Records provided
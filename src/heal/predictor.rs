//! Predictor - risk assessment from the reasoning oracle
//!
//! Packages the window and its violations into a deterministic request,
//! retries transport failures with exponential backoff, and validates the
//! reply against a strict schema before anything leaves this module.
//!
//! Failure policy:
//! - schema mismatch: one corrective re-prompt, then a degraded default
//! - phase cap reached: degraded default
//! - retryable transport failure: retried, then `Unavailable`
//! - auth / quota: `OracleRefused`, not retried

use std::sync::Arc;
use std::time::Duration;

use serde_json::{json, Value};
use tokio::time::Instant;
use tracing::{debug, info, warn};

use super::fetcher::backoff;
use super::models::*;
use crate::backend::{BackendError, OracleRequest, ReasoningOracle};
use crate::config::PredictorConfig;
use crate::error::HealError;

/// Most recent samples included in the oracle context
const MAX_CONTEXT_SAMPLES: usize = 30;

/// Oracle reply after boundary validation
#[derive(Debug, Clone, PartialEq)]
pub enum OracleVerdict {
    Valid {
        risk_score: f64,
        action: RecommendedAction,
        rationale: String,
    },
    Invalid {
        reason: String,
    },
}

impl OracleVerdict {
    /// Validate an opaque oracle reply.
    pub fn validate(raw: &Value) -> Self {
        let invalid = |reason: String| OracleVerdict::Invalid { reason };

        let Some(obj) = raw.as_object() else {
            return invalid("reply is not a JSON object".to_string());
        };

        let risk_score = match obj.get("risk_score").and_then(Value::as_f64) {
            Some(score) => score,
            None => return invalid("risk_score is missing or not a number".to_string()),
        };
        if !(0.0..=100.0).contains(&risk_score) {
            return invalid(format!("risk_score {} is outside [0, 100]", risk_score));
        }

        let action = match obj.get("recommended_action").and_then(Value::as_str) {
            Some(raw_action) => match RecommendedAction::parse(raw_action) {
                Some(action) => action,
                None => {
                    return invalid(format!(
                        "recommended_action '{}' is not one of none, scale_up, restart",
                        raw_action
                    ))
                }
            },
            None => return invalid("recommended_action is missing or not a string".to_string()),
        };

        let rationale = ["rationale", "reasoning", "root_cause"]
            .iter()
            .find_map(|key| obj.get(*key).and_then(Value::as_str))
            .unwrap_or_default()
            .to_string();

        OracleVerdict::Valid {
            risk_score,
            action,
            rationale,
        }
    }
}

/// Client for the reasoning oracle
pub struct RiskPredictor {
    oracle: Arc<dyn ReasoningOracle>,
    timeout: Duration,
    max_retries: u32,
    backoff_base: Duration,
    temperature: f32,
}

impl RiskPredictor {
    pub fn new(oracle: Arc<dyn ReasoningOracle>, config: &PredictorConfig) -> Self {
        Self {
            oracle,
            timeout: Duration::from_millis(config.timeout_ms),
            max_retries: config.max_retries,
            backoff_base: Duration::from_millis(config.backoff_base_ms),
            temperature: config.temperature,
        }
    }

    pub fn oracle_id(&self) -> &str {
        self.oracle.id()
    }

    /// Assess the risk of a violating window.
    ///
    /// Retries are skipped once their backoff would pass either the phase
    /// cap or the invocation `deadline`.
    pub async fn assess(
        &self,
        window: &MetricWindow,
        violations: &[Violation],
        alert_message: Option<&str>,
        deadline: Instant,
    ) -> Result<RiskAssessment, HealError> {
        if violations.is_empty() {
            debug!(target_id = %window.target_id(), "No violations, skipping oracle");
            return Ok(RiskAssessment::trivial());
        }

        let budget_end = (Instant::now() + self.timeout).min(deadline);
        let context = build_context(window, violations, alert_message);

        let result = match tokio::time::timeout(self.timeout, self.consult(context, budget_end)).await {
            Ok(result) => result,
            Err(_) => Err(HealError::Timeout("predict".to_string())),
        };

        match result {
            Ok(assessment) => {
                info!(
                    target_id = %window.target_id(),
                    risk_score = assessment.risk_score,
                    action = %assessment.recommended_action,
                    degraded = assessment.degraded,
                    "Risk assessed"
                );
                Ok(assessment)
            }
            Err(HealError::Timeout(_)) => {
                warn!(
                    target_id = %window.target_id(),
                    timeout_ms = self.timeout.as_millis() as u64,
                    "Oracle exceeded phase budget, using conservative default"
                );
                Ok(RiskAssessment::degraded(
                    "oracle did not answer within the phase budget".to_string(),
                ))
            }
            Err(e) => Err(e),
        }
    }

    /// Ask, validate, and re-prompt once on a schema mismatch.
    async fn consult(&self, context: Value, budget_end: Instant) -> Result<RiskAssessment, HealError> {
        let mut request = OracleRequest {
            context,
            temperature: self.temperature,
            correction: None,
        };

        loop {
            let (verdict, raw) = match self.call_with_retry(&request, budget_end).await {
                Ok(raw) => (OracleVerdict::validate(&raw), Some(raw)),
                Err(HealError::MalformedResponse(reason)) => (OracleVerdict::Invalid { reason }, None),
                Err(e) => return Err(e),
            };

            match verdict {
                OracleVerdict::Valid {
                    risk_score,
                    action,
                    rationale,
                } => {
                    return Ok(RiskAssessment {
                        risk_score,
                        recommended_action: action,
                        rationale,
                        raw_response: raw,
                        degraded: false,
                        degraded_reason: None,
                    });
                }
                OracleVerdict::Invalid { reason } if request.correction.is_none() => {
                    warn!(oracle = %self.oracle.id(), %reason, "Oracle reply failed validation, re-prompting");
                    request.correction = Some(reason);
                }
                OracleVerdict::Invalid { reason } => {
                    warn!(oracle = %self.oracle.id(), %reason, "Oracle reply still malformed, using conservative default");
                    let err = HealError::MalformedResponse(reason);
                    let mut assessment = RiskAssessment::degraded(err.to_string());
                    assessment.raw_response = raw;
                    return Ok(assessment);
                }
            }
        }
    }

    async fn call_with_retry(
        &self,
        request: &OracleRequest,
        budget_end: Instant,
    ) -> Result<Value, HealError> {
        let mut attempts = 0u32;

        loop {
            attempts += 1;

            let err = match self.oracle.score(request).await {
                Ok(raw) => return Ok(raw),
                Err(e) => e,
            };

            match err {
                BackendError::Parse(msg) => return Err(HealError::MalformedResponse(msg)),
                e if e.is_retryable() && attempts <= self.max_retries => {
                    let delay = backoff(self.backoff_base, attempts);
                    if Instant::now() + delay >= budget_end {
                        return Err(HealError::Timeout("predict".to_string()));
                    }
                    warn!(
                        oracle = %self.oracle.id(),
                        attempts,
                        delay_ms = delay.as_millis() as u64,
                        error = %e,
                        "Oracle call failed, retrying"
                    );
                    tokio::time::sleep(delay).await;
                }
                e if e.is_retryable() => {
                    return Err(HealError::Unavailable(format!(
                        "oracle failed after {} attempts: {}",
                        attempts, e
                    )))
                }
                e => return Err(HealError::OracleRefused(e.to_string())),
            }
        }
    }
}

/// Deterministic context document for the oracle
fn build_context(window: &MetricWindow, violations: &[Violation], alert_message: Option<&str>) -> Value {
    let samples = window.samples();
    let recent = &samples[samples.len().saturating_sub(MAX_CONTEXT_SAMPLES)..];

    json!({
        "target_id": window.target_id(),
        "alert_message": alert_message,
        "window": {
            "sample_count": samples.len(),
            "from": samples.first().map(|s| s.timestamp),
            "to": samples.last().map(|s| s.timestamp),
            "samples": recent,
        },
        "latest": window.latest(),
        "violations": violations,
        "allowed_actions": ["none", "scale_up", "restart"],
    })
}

==

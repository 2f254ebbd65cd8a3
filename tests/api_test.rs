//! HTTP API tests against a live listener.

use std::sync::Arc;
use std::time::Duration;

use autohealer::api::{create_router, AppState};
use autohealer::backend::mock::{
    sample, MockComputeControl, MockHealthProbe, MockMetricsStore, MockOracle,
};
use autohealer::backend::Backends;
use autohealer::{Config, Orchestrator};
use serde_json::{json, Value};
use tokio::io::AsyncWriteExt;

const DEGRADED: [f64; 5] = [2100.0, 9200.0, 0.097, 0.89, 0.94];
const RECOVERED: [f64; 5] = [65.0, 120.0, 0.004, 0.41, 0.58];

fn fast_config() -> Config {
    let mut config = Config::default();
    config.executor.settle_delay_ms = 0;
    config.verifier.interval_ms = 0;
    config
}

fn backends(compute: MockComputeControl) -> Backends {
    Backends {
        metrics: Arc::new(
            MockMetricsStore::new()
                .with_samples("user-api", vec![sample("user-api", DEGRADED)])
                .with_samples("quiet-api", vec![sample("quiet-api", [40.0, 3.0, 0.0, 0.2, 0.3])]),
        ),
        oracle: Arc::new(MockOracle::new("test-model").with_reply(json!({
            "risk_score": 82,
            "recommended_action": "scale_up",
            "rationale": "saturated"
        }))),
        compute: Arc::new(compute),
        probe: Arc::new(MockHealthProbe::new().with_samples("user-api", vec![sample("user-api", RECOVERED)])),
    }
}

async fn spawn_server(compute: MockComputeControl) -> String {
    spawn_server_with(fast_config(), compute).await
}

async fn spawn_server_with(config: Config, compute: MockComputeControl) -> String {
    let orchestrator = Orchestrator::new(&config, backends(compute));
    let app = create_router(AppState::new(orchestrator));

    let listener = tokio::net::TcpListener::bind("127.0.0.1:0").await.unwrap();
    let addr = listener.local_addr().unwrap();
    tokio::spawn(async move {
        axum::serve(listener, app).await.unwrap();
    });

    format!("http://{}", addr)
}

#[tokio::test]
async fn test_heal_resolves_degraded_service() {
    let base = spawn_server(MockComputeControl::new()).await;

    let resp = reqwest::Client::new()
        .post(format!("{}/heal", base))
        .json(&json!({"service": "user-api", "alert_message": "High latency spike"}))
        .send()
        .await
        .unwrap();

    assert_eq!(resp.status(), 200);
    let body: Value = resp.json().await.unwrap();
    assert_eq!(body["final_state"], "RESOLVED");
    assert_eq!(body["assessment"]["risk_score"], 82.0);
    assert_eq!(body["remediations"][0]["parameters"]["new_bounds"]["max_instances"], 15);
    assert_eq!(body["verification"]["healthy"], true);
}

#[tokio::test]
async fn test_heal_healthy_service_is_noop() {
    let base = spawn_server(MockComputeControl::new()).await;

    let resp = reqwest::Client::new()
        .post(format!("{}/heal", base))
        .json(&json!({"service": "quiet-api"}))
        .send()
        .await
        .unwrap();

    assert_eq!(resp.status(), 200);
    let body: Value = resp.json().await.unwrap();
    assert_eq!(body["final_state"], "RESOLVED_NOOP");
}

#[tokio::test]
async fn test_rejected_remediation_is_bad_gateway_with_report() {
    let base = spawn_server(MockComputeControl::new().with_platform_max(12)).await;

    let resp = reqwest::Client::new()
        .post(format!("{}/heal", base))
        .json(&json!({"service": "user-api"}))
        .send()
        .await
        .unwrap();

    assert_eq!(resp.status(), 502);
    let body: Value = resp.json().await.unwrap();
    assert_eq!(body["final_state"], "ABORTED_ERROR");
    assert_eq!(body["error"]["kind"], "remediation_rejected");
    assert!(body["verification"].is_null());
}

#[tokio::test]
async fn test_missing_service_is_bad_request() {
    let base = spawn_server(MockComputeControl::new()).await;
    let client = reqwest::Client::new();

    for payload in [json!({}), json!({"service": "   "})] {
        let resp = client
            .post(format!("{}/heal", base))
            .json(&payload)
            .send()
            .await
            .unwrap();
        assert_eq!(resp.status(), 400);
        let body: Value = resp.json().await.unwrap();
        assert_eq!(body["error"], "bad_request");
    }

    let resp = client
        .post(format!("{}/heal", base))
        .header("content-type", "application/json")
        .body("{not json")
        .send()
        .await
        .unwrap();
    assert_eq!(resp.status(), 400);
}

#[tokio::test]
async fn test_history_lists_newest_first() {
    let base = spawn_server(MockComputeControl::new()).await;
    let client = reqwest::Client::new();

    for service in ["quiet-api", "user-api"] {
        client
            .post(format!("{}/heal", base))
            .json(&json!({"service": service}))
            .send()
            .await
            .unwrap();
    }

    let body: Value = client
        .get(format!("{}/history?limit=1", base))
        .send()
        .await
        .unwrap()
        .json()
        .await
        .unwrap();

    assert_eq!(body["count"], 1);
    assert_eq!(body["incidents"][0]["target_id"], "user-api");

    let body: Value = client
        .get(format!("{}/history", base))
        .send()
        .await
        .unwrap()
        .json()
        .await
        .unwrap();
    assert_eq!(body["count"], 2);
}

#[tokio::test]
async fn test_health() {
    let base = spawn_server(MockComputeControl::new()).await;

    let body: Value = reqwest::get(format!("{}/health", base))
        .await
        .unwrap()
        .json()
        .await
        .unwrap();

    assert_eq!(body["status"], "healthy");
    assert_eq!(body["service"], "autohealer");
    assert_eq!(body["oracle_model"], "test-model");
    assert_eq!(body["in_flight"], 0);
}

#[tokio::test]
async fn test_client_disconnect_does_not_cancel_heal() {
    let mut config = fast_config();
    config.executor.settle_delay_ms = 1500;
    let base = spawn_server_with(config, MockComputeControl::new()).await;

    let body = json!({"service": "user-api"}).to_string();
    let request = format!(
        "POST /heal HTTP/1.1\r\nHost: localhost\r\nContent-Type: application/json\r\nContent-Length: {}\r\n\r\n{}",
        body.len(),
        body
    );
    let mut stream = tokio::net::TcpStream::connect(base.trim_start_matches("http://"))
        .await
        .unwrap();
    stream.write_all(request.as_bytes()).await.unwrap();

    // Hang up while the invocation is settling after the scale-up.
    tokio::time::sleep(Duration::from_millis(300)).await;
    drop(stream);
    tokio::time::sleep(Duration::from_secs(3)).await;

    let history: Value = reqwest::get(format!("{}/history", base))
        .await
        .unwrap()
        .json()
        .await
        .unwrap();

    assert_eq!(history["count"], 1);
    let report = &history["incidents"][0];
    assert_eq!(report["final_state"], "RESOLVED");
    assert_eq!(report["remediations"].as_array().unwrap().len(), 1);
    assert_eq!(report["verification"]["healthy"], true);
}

Required work
Could you set down, word for word, only the lines above from the line with "filename src/heal/predictor.rs" to the line with "const MAX_CONTEXT_SAMPLES: usize = 30;", including both?

Answer for the task
filename src/heal/predictor.rs
//! Predictor - risk assessment from the reasoning oracle
//!
//! Packages the window and its violations into a deterministic request,
//! retries transport failures with exponential backoff, and validates the
//! reply against a strict schema before anything leaves this module.
//!
//! Failure policy:
//! - schema mismatch: one corrective re-prompt, then a degraded default
//! - phase cap reached: degraded default
//! - retryable transport failure: retried, then `Unavailable`
//! - auth / quota: `OracleRefused`, not retried

use std::sync::Arc;
use std::time::Duration;

use serde_json::{json, Value};
use tokio::time::Instant;
use tracing::{debug, info, warn};

use super::fetcher::backoff;
use super::models::*;
use crate::backend::{BackendError, OracleRequest, ReasoningOracle};
use crate::config::PredictorConfig;
use crate::error::HealError;

/// Most recent samples included in the oracle context
const MAX_CONTEXT_SAMPLES: usize = 30;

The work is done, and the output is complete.